In this plan, you do the PT Pyramid on Monday, the Super – Set Workout on Wednesday, and the Max Reps Set workout on Friday or Saturday. As you advance, you will see that the next progressions will add running and other important movement training exercises that you may see in a career that requires PT tests regularly. One of the reasons the pyramid workout works well for progressing logically, is that you only do what you can -- max out -- repeat in reverse order. It is the perfect warmup, max out, and cooldown workout. Though you do need to change it up a bit and add a variety of exercises, set rep schemes, and even cardio events.

Of course, a PLAN or PROGRAM will also have you doing other exercises on the days in between like leg days and a variety of cardio (both running and non-impact options). You may even be required to top off the PT Preparedness workouts with some form of cardio exercises that same day. Running is the typical addition, but depending on your abilities, prior injuries, that should also be progressed logically.

Typical Issues When Training And Building Running Workouts

When people start running because they are preparing for SEAL Training in their future, they may hear that you should be running 30-40 miles a week. Starting off your first day of running at 5-6 miles with the intention of keeping that distance the same for the rest of the week is not how you start running. Running 30 miles a week simply because that is what people recommend you do is something that takes time to progress up to. If you only run 10 miles a week today, progressing to 11-12 miles a week next week is a logical progression. Typically, 10-15 percent increase each week is a standard rule for running / rucking progressions in a PLAN. A 30-40 mile running week can take a few months to build up to. Doing a 5-10 mile running workout out of the blue is not going to help you if you are not prepared for such distance.

A Plan Prepares. Preparedness Builds Confidence. Confidence Brings Success.

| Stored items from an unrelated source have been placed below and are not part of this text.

use std::fs;
use std::path::{Path, PathBuf};
use std::time::Duration;
use tracing::{debug, info, instrument, trace, warn};

use crate::display::{DisplaySink, CANDLE_COUNT};
use crate::{Error, Result};

/// Root of the Linux sysfs GPIO interface
pub const SYSFS_GPIO_ROOT: &str = "/sys/class/gpio";

/// Direction of a GPIO line
#[derive(Debug, Clone, Copy, PartialEq, Eq)]
pub enum Direction {
    /// Driven by us
    Output,
    /// Read by us
    Input,
}

impl Direction {
    fn as_str(&self) -> &'static str {
        match self {
            Direction::Output => "out",
            Direction::Input => "in",
        }
    }
}

/// Wiring configuration for the candle lines
#[derive(Debug, Clone)]
pub struct PinConfig {
    /// sysfs GPIO root, normally [`SYSFS_GPIO_ROOT`]
    pub root: PathBuf,
    /// GPIO number of the shamash
    pub shamash: u32,
    /// GPIO numbers of the candles, first night first
    pub candles: [u32; CANDLE_COUNT as usize],
    /// Whether a low level lights a candle
    pub active_low: bool,
}

/// A single exported sysfs GPIO line
#[derive(Debug)]
pub struct SysfsPin {
    number: u32,
    value_path: PathBuf,
    active_low: bool,
}

impl SysfsPin {
    /// Exports the line (if needed) and sets its direction
    ///
    /// # Arguments
    ///
    /// * `root` - sysfs GPIO root directory
    /// * `number` - GPIO number
    /// * `direction` - Line direction
    /// * `active_low` - Whether the logical "on" state is a low level
    #[instrument]
    pub fn open(root: &Path, number: u32, direction: Direction, active_low: bool) -> Result<Self> {
        let line_dir = root.join(format!("gpio{}", number));
        if !line_dir.exists() {
            debug!("Exporting GPIO {}", number);
            fs::write(root.join("export"), number.to_string())
                .map_err(|e| Error::Display(format!("failed to export GPIO {}: {}", number, e)))?;
            // udev needs a moment to fix permissions on the new line
            std::thread::sleep(Duration::from_millis(50));
        }

        fs::write(line_dir.join("direction"), direction.as_str()).map_err(|e| {
            Error::Display(format!("failed to set GPIO {} direction: {}", number, e))
        })?;

        trace!("GPIO {} ready as {:?}", number, direction);
        Ok(Self {
            number,
            value_path: line_dir.join("value"),
            active_low,
        })
    }

    /// GPIO number of this line
    pub fn number(&self) -> u32 {
        self.number
    }

    /// Drives the line to a logical state
    pub fn write(&self, on: bool) -> Result<()> {
        let level = if on != self.active_low { "1" } else { "0" };
        fs::write(&self.value_path, level)
            .map_err(|e| Error::Display(format!("failed to write GPIO {}: {}", self.number, e)))
    }

    /// Reads the logical state of the line
    pub fn read(&self) -> Result<bool> {
        let raw = fs::read_to_string(&self.value_path)?;
        match raw.trim() {
            "1" => Ok(!self.active_low),
            "0" => Ok(self.active_low),
            other => Err(Error::Display(format!(
                "unexpected value {:?} on GPIO {}",
                other, self.number
            ))),
        }
    }
}

/// Menorah wired to nine GPIO output lines
#[derive(Debug)]
pub struct GpioMenorah {
    shamash: SysfsPin,
    candles: [SysfsPin; CANDLE_COUNT as usize],
}

impl GpioMenorah {
    /// Opens all nine lines as outputs
    #[instrument(skip(config), fields(shamash = config.shamash))]
    pub fn open(config: &PinConfig) -> Result<Self> {
        info!("Initializing menorah GPIO lines");
        let shamash = SysfsPin::open(
            &config.root,
            config.shamash,
            Direction::Output,
            config.active_low,
        )?;

        let mut candles = Vec::with_capacity(CANDLE_COUNT as usize);
        for &number in &config.candles {
            candles.push(SysfsPin::open(
                &config.root,
                number,
                Direction::Output,
                config.active_low,
            )?);
        }
        let candles: [SysfsPin; CANDLE_COUNT as usize] = candles
            .try_into()
            .map_err(|_| Error::Display("expected eight candle lines".into()))?;

        info!(
            "Menorah ready: shamash on GPIO {}, candles on GPIO {:?}",
            shamash.number(),
            config.candles
        );
        Ok(Self { shamash, candles })
    }
}

impl DisplaySink for GpioMenorah {
    fn set_lit(&mut self, count: u8, shamash: bool) -> Result<()> {
        let count = count.min(CANDLE_COUNT);
        debug!("Setting {} candles lit, shamash: {}", count, shamash);
        self.shamash.write(shamash)?;
        for (index, candle) in self.candles.iter().enumerate() {
            candle.write(index < count as usize)?;
        }
        Ok(())
    }
}

/// Source of the night-signal mute flag
#[derive(Debug)]
pub enum MuteSwitch {
    /// Fixed by configuration
    Fixed(bool),
    /// Physical switch on a GPIO input line; "on" means muted
    Gpio(SysfsPin),
}

impl MuteSwitch {
    /// Opens a physical mute switch on a GPIO input line
    pub fn gpio(root: &Path, number: u32, active_low: bool) -> Result<Self> {
        Ok(Self::Gpio(SysfsPin::open(
            root,
            number,
            Direction::Input,
            active_low,
        )?))
    }

    /// Whether the switch currently mutes the night signal.
    ///
    /// A switch that cannot be read counts as unmuted.
    pub fn is_muted(&self) -> bool {
        match self {
            MuteSwitch::Fixed(muted) => *muted,
            MuteSwitch::Gpio(pin) => match pin.read() {
                Ok(muted) => muted,
                Err(e) => {
                    warn!("Could not read mute switch on GPIO {}: {}", pin.number(), e);
                    false
                }
            },
        }
    }
}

One of my favorite quotes is: "One important key to success is self-confidence. An important key to self-confidence is preparation." - Arthur Ashe 

It pays to have a plan. You get better prepared with a plan. You gain more confidence in your abilities with a plan. It is fine to do butt-kicking workouts, they just have to be part of the plan and in this case a plan that also actively pursues recovery, mobility days, and more.